We had a call from a patron with a 1901 death certificate and no idea of what the cause of death meant: "mania a potic." After some searching through our twenty-odd 19th century medical dictionaries, I came to the conclusion that we were dealing with a typo, some word conflation, and an obscure term all in one.
"Potic" is probably a misspelling or misreading of "potio" (and we've all seen doctors' handwriting; this would be a very easy mistake to make.) "Potio" was the contemporary medical term for any sort of potion, and would have been easily confused with its near match "potus," the term for any sort of beverage.
Latin was the dominant language of medicine through the century's turn, and the compound "mania a potu" uses the standard Latin form of the fourth declension noun "potus" following the preposition "ab" (often shortened to "a").

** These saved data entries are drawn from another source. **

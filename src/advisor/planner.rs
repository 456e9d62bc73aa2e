//! Redirection planning
//!
//! The planner ties a roster, a compatibility table and the search settings
//! together and produces per-facility redirection plans.

use crate::advisor::error::{AdvisorError, AdvisorResult};
use crate::advisor::statistics::OccupancySummary;
use crate::facility::{FacilityRecord, FacilityRoster};
use crate::redirection::{
    calculate_redirection_count, group_overloaded_by_district, AlternativeFacility,
    AlternativeFinder, CompatibilityTable,
};
use crate::types::{AdvisorConfig, FacilityId};
use chrono::{DateTime, Utc};
use serde::{Deserialize, Serialize};
use std::collections::BTreeMap;
use tracing::info;

/// Redirection suggestion for one overloaded facility
#[derive(Debug, Clone, PartialEq, Serialize, Deserialize)]
pub struct RedirectionPlan {
    /// The facility patients are redirected away from
    pub source: FacilityRecord,
    /// Patients to redirect to get back to the target occupancy
    pub patients_to_redirect: u32,
    /// Ranked alternatives, best first
    pub alternatives: Vec<AlternativeFacility>,
    /// Free beds across all suggested alternatives
    pub total_available_beds: u64,
}

impl RedirectionPlan {
    /// Whether the suggested alternatives can absorb every patient to redirect
    pub fn covers_demand(&self) -> bool {
        self.total_available_beds >= u64::from(self.patients_to_redirect)
    }

    /// Render the plan for terminal output
    pub fn render_text(&self) -> String {
        let mut output = format!(
            "{} [{}] - {:.0}% occupied, {} beds, redirect {} patients\n",
            self.source.display_name(),
            self.source.facility_type,
            self.source.occupancy_rate * 100.0,
            self.source.beds_deployed,
            self.patients_to_redirect
        );

        if self.alternatives.is_empty() {
            output.push_str("   no suitable alternatives nearby\n");
            return output;
        }

        for (rank, alternative) in self.alternatives.iter().enumerate() {
            output.push_str(&format!(
                "   {}. {} [{}] - {:.1} km (~{} min), {} free beds\n",
                rank + 1,
                alternative.facility.display_name(),
                alternative.facility.facility_type,
                alternative.distance_km,
                alternative.travel_time_minutes,
                alternative.available_beds
            ));
        }

        if !self.covers_demand() {
            output.push_str(&format!(
                "   shortfall: {} patients without a suggested bed\n",
                u64::from(self.patients_to_redirect) - self.total_available_beds
            ));
        }

        output
    }
}

/// Everything the advisor reports for one run
#[derive(Debug, Clone, Serialize, Deserialize)]
pub struct RedirectionReport {
    /// When the report was generated
    pub generated_at: DateTime<Utc>,
    /// Roster-wide occupancy figures
    pub summary: OccupancySummary,
    /// Plans for overloaded facilities, by district
    pub plans: BTreeMap<String, Vec<RedirectionPlan>>,
}

impl RedirectionReport {
    /// Number of plans across all districts
    pub fn plan_count(&self) -> usize {
        self.plans.values().map(Vec::len).sum()
    }
}

/// Produces redirection plans for a roster
#[derive(Debug, Clone)]
pub struct RedirectionPlanner {
    config: AdvisorConfig,
    roster: FacilityRoster,
    table: CompatibilityTable,
}

impl RedirectionPlanner {
    /// Create a planner over a roster with the given compatibility table
    pub fn new(config: AdvisorConfig, roster: FacilityRoster, table: CompatibilityTable) -> Self {
        Self { config, roster, table }
    }

    /// The configuration in use
    pub fn config(&self) -> &AdvisorConfig {
        &self.config
    }

    /// The roster being planned over
    pub fn roster(&self) -> &FacilityRoster {
        &self.roster
    }

    fn finder(&self) -> AlternativeFinder<'_> {
        AlternativeFinder::new(&self.table)
            .with_max_distance_km(self.config.max_distance_km)
            .with_limit(self.config.limit)
    }

    fn build_plan(&self, finder: &AlternativeFinder<'_>, source: &FacilityRecord) -> RedirectionPlan {
        let alternatives = finder.find(source, self.roster.records());
        let total_available_beds = alternatives.iter().map(|a| u64::from(a.available_beds)).sum();

        RedirectionPlan {
            source: source.clone(),
            patients_to_redirect: calculate_redirection_count(source),
            alternatives,
            total_available_beds,
        }
    }

    /// Plan redirections away from a single facility
    pub fn plan_for(&self, id: FacilityId) -> AdvisorResult<RedirectionPlan> {
        let source = self.roster.get(id).ok_or(AdvisorError::FacilityNotFound(id))?;
        let plan = self.build_plan(&self.finder(), source);

        crate::advisor_event!(
            info,
            "planned redirection",
            facility = id.value(),
            patients = plan.patients_to_redirect,
            alternatives = plan.alternatives.len(),
        );

        Ok(plan)
    }

    /// Plan redirections for every overloaded facility, grouped by district
    ///
    /// Restricted to the configured district when one is set.
    pub fn plans_by_district(&self) -> BTreeMap<String, Vec<RedirectionPlan>> {
        let span = crate::perf_span!("plans_by_district", facilities = self.roster.len());
        let _entered = span.enter();

        let finder = self.finder();
        let wanted = self.config.district.as_deref().map(str::trim);

        let plans: BTreeMap<String, Vec<RedirectionPlan>> =
            group_overloaded_by_district(self.roster.records())
                .into_iter()
                .filter(|(district, _)| wanted.map_or(true, |w| w == district.as_str()))
                .map(|(district, sources)| {
                    let district_plans: Vec<RedirectionPlan> =
                        sources.into_iter().map(|s| self.build_plan(&finder, s)).collect();
                    (district, district_plans)
                })
                .collect();

        info!(
            "Planned redirections for {} overloaded facilities in {} districts",
            plans.values().map(Vec::len).sum::<usize>(),
            plans.len()
        );

        plans
    }

    /// Occupancy summary of the roster
    pub fn summary(&self) -> OccupancySummary {
        OccupancySummary::from_roster(self.roster.records())
    }

    /// Full report: summary plus all district plans
    pub fn report(&self) -> RedirectionReport {
        RedirectionReport {
            generated_at: Utc::now(),
            summary: self.summary(),
            plans: self.plans_by_district(),
        }
    }
}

So, we have mania from drink. Or, as John Shaw Billings defined it in his National Medical Dictionary, a "mania following prolonged alcoholic excess; more violent than delirium tremens."
Not every one of our medical lexicographers agrees with the second half of Billings' definition; many of them found it synonymous with delirium tremens. Here we can see, therefore, the beginning of the end for mania a potu as a separate diagnosis and its eventual replacement by the still-used term delirium tremens (which the National Library of Medicine's Medical Subject Headings prefer to call Alcohol Withdrawal Delirium).
Truly an example of a question that could not possibly have found its answer on Google. All hail the printed word!